*** Records for the exercise Section Begins ***
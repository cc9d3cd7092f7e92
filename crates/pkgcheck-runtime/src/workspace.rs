use crate::RuntimeError;
use std::path::{Path, PathBuf};
use std::process::Command;
use tracing::debug;

/// A uniquely named, initially empty directory that is removed when the
/// workspace is released or dropped.
///
/// Removal is best-effort: failures are logged and never surface as errors,
/// so tearing down a workspace can't mask the failure that caused it.
#[derive(Debug)]
pub struct ScopedWorkspace {
    dir: Option<tempfile::TempDir>,
    path: PathBuf,
}

impl ScopedWorkspace {
    /// Create `<tmp>/pkgcheck-<label>-XXXXXX`.
    pub fn acquire(label: &str) -> Result<Self, RuntimeError> {
        let dir = tempfile::Builder::new()
            .prefix(&format!("pkgcheck-{label}-"))
            .tempdir()?;
        let path = dir.path().to_path_buf();
        debug!("acquired workspace {}", path.display());
        Ok(Self {
            dir: Some(dir),
            path,
        })
    }

    #[inline]
    pub fn path(&self) -> &Path {
        &self.path
    }

    #[inline]
    pub fn is_released(&self) -> bool {
        self.dir.is_none()
    }

    pub fn release(&mut self) {
        let Some(dir) = self.dir.take() else {
            return;
        };
        debug!("releasing workspace {}", self.path.display());
        if let Err(e) = dir.close() {
            debug!("workspace removal failed, retrying: {e}");
            force_remove(&self.path);
        }
    }
}

impl Drop for ScopedWorkspace {
    fn drop(&mut self) {
        self.release();
    }
}

/// Remove a directory tree even if the tools that filled it left read-only
/// entries behind. Errors are ignored.
fn force_remove(path: &Path) {
    if !path.exists() {
        return;
    }
    #[cfg(unix)]
    let _ = Command::new("chmod").arg("-R").arg("u+rwX").arg(path).status();
    #[cfg(windows)]
    let _ = Command::new("attrib")
        .arg("-R")
        .arg(path.join("*"))
        .args(["/S", "/D"])
        .status();
    if let Err(e) = std::fs::remove_dir_all(path) {
        debug!("giving up on {}: {e}", path.display());
    }
}
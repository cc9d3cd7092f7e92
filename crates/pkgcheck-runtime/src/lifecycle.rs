use crate::RuntimeError;
use std::fmt;

/// Lifecycle of a [`VirtualEnv`](crate::VirtualEnv). Linear, no re-entry.
#[derive(Debug, Clone, Copy, PartialEq, Eq)]
pub enum EnvState {
    Uninitialized,
    Provisioned,
    TornDown,
}

impl fmt::Display for EnvState {
    fn fmt(&self, f: &mut fmt::Formatter<'_>) -> fmt::Result {
        let s = match self {
            Self::Uninitialized => "uninitialized",
            Self::Provisioned => "provisioned",
            Self::TornDown => "torn-down",
        };
        f.write_str(s)
    }
}

pub fn validate_transition(from: EnvState, to: EnvState) -> Result<(), RuntimeError> {
    let valid = matches!(
        (from, to),
        (EnvState::Uninitialized, EnvState::Provisioned | EnvState::TornDown)
            | (EnvState::Provisioned, EnvState::TornDown)
    );

    if valid {
        Ok(())
    } else {
        Err(RuntimeError::InvalidTransition {
            from: from.to_string(),
            to: to.to_string(),
        })
    }
}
*** Records for the exercise Section Ends ***
## Exercise:
When a line in the records above holds "directory", that line is to be reported.

## Expected answer:
/// A uniquely named, initially empty directory that is removed when the
/// Remove a directory tree even if the tools that filled it left read-only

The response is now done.